» TASK OBJECTIVE
Write out the data below exactly, beginning with the first line and ending once the line that has "pub struct ComponentScore" is written.
** Opening PROVIDED DATA block **
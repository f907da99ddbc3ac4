use regex::Regex;
use serde::Serialize;
use std::collections::BTreeMap;
use std::sync::OnceLock;
use tracing::warn;

use super::document::{ComponentRule, GradeScore, Threshold};
use super::industry::IndustryAverage;
use crate::registry::CompanyEntry;

/// Entry attribute a composite component can be keyed on.
#[derive(Debug, Clone, Copy, PartialEq, Eq)]
pub enum CompositeField {
    DebtRatio,
    CurrentRatio,
    BusinessYears,
    QualityEvaluation,
}

impl CompositeField {
    pub fn from_key(key: &str) -> Option<Self> {
        match key {
            "debtRatio" => Some(Self::DebtRatio),
            "currentRatio" => Some(Self::CurrentRatio),
            "bizYears" => Some(Self::BusinessYears),
            "qualityEval" => Some(Self::QualityEvaluation),
            _ => None,
        }
    }

    /// Value the thresholds are compared against. Ratio fields are divided
    /// by the industry average and need a non-zero average to exist.
    pub fn base_value(self, entry: &CompanyEntry, average: Option<&IndustryAverage>) -> Option<f64> {
        let ratio = |value: Option<f64>, baseline: Option<f64>| match (value, baseline) {
            (Some(value), Some(baseline)) if baseline != 0.0 => Some(value / baseline),
            _ => None,
        };

        match self {
            CompositeField::DebtRatio => {
                ratio(entry.debt_ratio, average.and_then(|average| average.debt_ratio))
            }
            CompositeField::CurrentRatio => {
                ratio(entry.current_ratio, average.and_then(|average| average.current_ratio))
            }
            CompositeField::BusinessYears => entry.business_years,
            CompositeField::QualityEvaluation => entry.quality_evaluation,
        }
    }
}

/// Score of the first threshold whose comparator holds.
pub fn first_matching_score(value: f64, thresholds: &[Threshold]) -> Option<f64> {
    thresholds
        .iter()
        .find(|threshold| threshold.comparator.holds(value))
        .map(|threshold| threshold.score)
}

/// Per-field detail of a composite evaluation.
#[derive(Debug, Clone, PartialEq, Serialize)]
#[serde(rename_all = "camelCase")]
pub struct ComponentScore {
    pub field: String,
    pub base: Option<f64>,
    pub score: Option<f64>,
}

#[derive(Debug, Clone, PartialEq, Serialize)]
#[serde(rename_all = "camelCase")]
pub struct CompositeScore {
    pub total: f64,
    pub components: Vec<ComponentScore>,
}

/// Sums the bucket scores of every field that matched a threshold.
///
/// Returns `None` when no field contributed, so a missing composite is
/// distinguishable from a composite of zero.
pub fn score_composite(
    entry: &CompanyEntry,
    components: &BTreeMap<String, ComponentRule>,
    average: Option<&IndustryAverage>,
) -> Option<CompositeScore> {
    let mut total = 0.0;
    let mut contributed = false;
    let mut details = Vec::with_capacity(components.len());

    for (key, rule) in components {
        let Some(field) = CompositeField::from_key(key) else {
            warn!(field = %key, "ignoring composite component with unknown field");
            continue;
        };

        let base = field.base_value(entry, average);
        let score = base
            .and_then(|value| first_matching_score(value, &rule.thresholds))
            .map(|score| score * rule.scale);

        if let Some(score) = score {
            total += score;
            contributed = true;
        }
        details.push(ComponentScore {
            field: key.clone(),
            base,
            score,
        });
    }

    contributed.then_some(CompositeScore {
        total,
        components: details,
    })
}

static CREDIT_GRADE: OnceLock<Regex> = OnceLock::new();

fn credit_grade_pattern() -> &'static Regex {
    CREDIT_GRADE.get_or_init(|| Regex::new(r"^[A-Z]+[0-9]?[+\-]?").expect("credit grade pattern compiles"))
}

/// Canonical grade token: uppercase letter stem, optional digit, optional sign.
/// `"bbb+ (2024.05)"` becomes `"BBB+"`.
pub fn normalize_credit_grade(raw: &str) -> Option<String> {
    let upper = raw.trim().to_uppercase().replace(['−', '–'], "-");
    credit_grade_pattern()
        .find(&upper)
        .map(|stem| stem.as_str().to_string())
}

#[derive(Debug, Clone, PartialEq, Serialize)]
pub struct CreditScore {
    pub grade: String,
    pub score: f64,
}

/// Exact lookup of the entry's normalized credit grade in the grade table.
pub fn score_credit(entry: &CompanyEntry, grade_table: &[GradeScore]) -> Option<CreditScore> {
    let grade = normalize_credit_grade(&entry.credit_grade)?;
    grade_table
        .iter()
        .find(|row| normalize_credit_grade(&row.grade).as_deref() == Some(grade.as_str()))
        .map(|row| CreditScore {
            grade: grade.clone(),
            score: row.score,
        })
}

#[cfg(test)]
mod tests {
    use super::*;
    use crate::scoring::document::Comparator;

    fn thresholds(raw: &str) -> Vec<Threshold> {
        serde_json::from_str(raw).expect("thresholds parse")
    }

    fn entry() -> CompanyEntry {
        let mut entry = CompanyEntry::blank("대한건설", "서울");
        entry.debt_ratio = Some(50.0);
        entry.current_ratio = Some(180.0);
        entry.business_years = Some(7.0);
        entry.credit_grade = "bbb+ (2024.05)".to_string();
        entry.finish()
    }

    fn average() -> IndustryAverage {
        IndustryAverage {
            debt_ratio: Some(100.0),
            current_ratio: Some(120.0),
        }
    }

    #[test]
    fn first_matching_threshold_wins_in_declaration_order() {
        let rules = thresholds(r#"[{"lt": 1.0, "score": 3}, {"lt": 0.5, "score": 9}]"#);
        assert_eq!(first_matching_score(0.2, &rules), Some(3.0));
        assert_eq!(first_matching_score(1.0, &rules), None);
    }

    #[test]
    fn comparators_respect_boundaries() {
        assert!(Comparator::Lte(1.0).holds(1.0));
        assert!(!Comparator::Lt(1.0).holds(1.0));
        assert!(Comparator::Gt(1.0).holds(1.01));
        assert!(Comparator::GteYears(5.0).holds(5.0));
        assert!(!Comparator::LtYears(5.0).holds(5.0));
    }

    #[test]
    fn composite_sums_only_matching_fields() {
        let components: BTreeMap<String, ComponentRule> = serde_json::from_str(
            r#"{
                "debtRatio": {"thresholds": [{"lt": 0.5, "score": 8}, {"lt": 0.75, "score": 7.2}]},
                "currentRatio": {"thresholds": [{"gte": 1.5, "score": 7}]},
                "bizYears": {"thresholds": [{"gteYears": 10, "score": 2}]},
                "qualityEval": {"thresholds": [{"gte": 90, "score": 1}]}
            }"#,
        )
        .expect("components parse");

        let composite =
            score_composite(&entry(), &components, Some(&average())).expect("composite present");
        assert!((composite.total - 14.2).abs() < 1e-9);

        let debt = composite
            .components
            .iter()
            .find(|component| component.field == "debtRatio")
            .expect("debt component");
        assert_eq!(debt.base, Some(0.5));
        assert_eq!(debt.score, Some(7.2));

        let quality = composite
            .components
            .iter()
            .find(|component| component.field == "qualityEval")
            .expect("quality component");
        assert_eq!(quality.base, None);
        assert_eq!(quality.score, None);
    }

    #[test]
    fn composite_is_absent_when_nothing_matches() {
        let components: BTreeMap<String, ComponentRule> = serde_json::from_str(
            r#"{"debtRatio": {"thresholds": [{"lt": 0.5, "score": 8}]}, "unknown": {"thresholds": []}}"#,
        )
        .expect("components parse");

        assert!(score_composite(&entry(), &components, None).is_none());
        assert!(score_composite(&entry(), &components, Some(&average())).is_none());
    }

    #[test]
    fn scale_multiplies_bucket_score() {
        let components: BTreeMap<String, ComponentRule> = serde_json::from_str(
            r#"{"bizYears": {"thresholds": [{"gteYears": 5, "score": 4}], "scale": 0.5}}"#,
        )
        .expect("components parse");

        let composite = score_composite(&entry(), &components, None).expect("composite present");
        assert_eq!(composite.total, 2.0);
    }

    #[test]
    fn zero_average_leaves_ratio_absent() {
        let zero = IndustryAverage {
            debt_ratio: Some(0.0),
            current_ratio: None,
        };
        assert_eq!(CompositeField::DebtRatio.base_value(&entry(), Some(&zero)), None);
        assert_eq!(CompositeField::CurrentRatio.base_value(&entry(), Some(&zero)), None);
        assert_eq!(CompositeField::BusinessYears.base_value(&entry(), None), Some(7.0));
    }

    #[test]
    fn credit_grade_normalization() {
        assert_eq!(normalize_credit_grade(" bbb+ (2024.05)").as_deref(), Some("BBB+"));
        assert_eq!(normalize_credit_grade("A0").as_deref(), Some("A0"));
        assert_eq!(normalize_credit_grade("AA−").as_deref(), Some("AA-"));
        assert_eq!(normalize_credit_grade("B0-").as_deref(), Some("B0-"));
        assert_eq!(normalize_credit_grade(""), None);
        assert_eq!(normalize_credit_grade("없음"), None);
    }

    #[test]
    fn credit_requires_exact_table_match() {
        let table = vec![
            GradeScore {
                grade: "BBB".to_string(),
                score: 13.0,
            },
            GradeScore {
                grade: "bbb+".to_string(),
                score: 15.0,
            },
        ];

        let credit = score_credit(&entry(), &table).expect("credit hit");
        assert_eq!(credit.grade, "BBB+");
        assert_eq!(credit.score, 15.0);

        let mut unrated = CompanyEntry::blank("미등급", "서울");
        unrated.credit_grade = "CCC".to_string();
        assert!(score_credit(&unrated, &table).is_none());
    }
}
mod settings;

pub use settings::{Settings, SettingsError};

use std::env;
use std::fmt;
use std::path::PathBuf;

/// Distinguishes runtime behavior for different stages of the tool.
#[derive(Debug, Clone, Copy, PartialEq, Eq)]
pub enum AppEnvironment {
    Development,
    Test,
    Production,
}

impl AppEnvironment {
    fn from_str(value: &str) -> Self {
        match value.trim().to_ascii_lowercase().as_str() {
            "prod" | "production" => Self::Production,
            "test" | "ci" => Self::Test,
            _ => Self::Development,
        }
    }
}

/// Top-level configuration for the application.
#[derive(Debug, Clone)]
pub struct AppConfig {
    pub environment: AppEnvironment,
    pub registry: RegistryConfig,
    pub telemetry: TelemetryConfig,
}

impl AppConfig {
    pub fn load() -> Result<Self, ConfigError> {
        dotenvy::dotenv().ok();

        let environment = AppEnvironment::from_str(
            &env::var("APP_ENV").unwrap_or_else(|_| "development".to_string()),
        );

        let db_path = optional_path("APP_REGISTRY_PATH")?;
        let rules_path = optional_path("APP_RULES_PATH")?
            .unwrap_or_else(|| PathBuf::from(DEFAULT_RULES_PATH));
        let settings_path = optional_path("APP_SETTINGS_PATH")?
            .unwrap_or_else(|| PathBuf::from(DEFAULT_SETTINGS_PATH));

        let log_level = env::var("APP_LOG_LEVEL").unwrap_or_else(|_| "info".to_string());

        Ok(Self {
            environment,
            registry: RegistryConfig {
                db_path,
                rules_path,
                settings_path,
            },
            telemetry: TelemetryConfig { log_level },
        })
    }
}

const DEFAULT_RULES_PATH: &str = "formulas.json";
const DEFAULT_SETTINGS_PATH: &str = "config.json";

fn optional_path(key: &'static str) -> Result<Option<PathBuf>, ConfigError> {
    match env::var(key) {
        Ok(value) if value.trim().is_empty() => Ok(None),
        Ok(value) => Ok(Some(PathBuf::from(value.trim()))),
        Err(env::VarError::NotPresent) => Ok(None),
        Err(env::VarError::NotUnicode(_)) => Err(ConfigError::InvalidPath { key }),
    }
}

/// Locations of the company workbook, rule document and settings file.
#[derive(Debug, Clone)]
pub struct RegistryConfig {
    pub db_path: Option<PathBuf>,
    pub rules_path: PathBuf,
    pub settings_path: PathBuf,
}

/// Tracing controls.
#[derive(Debug, Clone)]
pub struct TelemetryConfig {
    pub log_level: String,
}

#[derive(Debug)]
pub enum ConfigError {
    InvalidPath { key: &'static str },
    MissingRegistryPath,
}

impl fmt::Display for ConfigError {
    fn fmt(&self, f: &mut fmt::Formatter<'_>) -> fmt::Result {
        match self {
            ConfigError::InvalidPath { key } => write!(f, "{key} must be valid UTF-8"),
            ConfigError::MissingRegistryPath => write!(
                f,
                "no company workbook configured: pass --db, set APP_REGISTRY_PATH or dbPath in the settings file"
            ),
        }
    }
}

impl std::error::Error for ConfigError {}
** Closing PROVIDED DATA block **
» WRITTEN SOLUTION
repository f907da99ddbc3ac4
use regex::Regex;
use serde::Serialize;
use std::collections::BTreeMap;
use std::sync::OnceLock;
use tracing::warn;

use super::document::{ComponentRule, GradeScore, Threshold};
use super::industry::IndustryAverage;
use crate::registry::CompanyEntry;

/// Entry attribute a composite component can be keyed on.
#[derive(Debug, Clone, Copy, PartialEq, Eq)]
pub enum CompositeField {
    DebtRatio,
    CurrentRatio,
    BusinessYears,
    QualityEvaluation,
}

impl CompositeField {
    pub fn from_key(key: &str) -> Option<Self> {
        match key {
            "debtRatio" => Some(Self::DebtRatio),
            "currentRatio" => Some(Self::CurrentRatio),
            "bizYears" => Some(Self::BusinessYears),
            "qualityEval" => Some(Self::QualityEvaluation),
            _ => None,
        }
    }

    /// Value the thresholds are compared against. Ratio fields are divided
    /// by the industry average and need a non-zero average to exist.
    pub fn base_value(self, entry: &CompanyEntry, average: Option<&IndustryAverage>) -> Option<f64> {
        let ratio = |value: Option<f64>, baseline: Option<f64>| match (value, baseline) {
            (Some(value), Some(baseline)) if baseline != 0.0 => Some(value / baseline),
            _ => None,
        };

        match self {
            CompositeField::DebtRatio => {
                ratio(entry.debt_ratio, average.and_then(|average| average.debt_ratio))
            }
            CompositeField::CurrentRatio => {
                ratio(entry.current_ratio, average.and_then(|average| average.current_ratio))
            }
            CompositeField::BusinessYears => entry.business_years,
            CompositeField::QualityEvaluation => entry.quality_evaluation,
        }
    }
}

/// Score of the first threshold whose comparator holds.
pub fn first_matching_score(value: f64, thresholds: &[Threshold]) -> Option<f64> {
    thresholds
        .iter()
        .find(|threshold| threshold.comparator.holds(value))
        .map(|threshold| threshold.score)
}

/// Per-field detail of a composite evaluation.
#[derive(Debug, Clone, PartialEq, Serialize)]
#[serde(rename_all = "camelCase")]
pub struct ComponentScore {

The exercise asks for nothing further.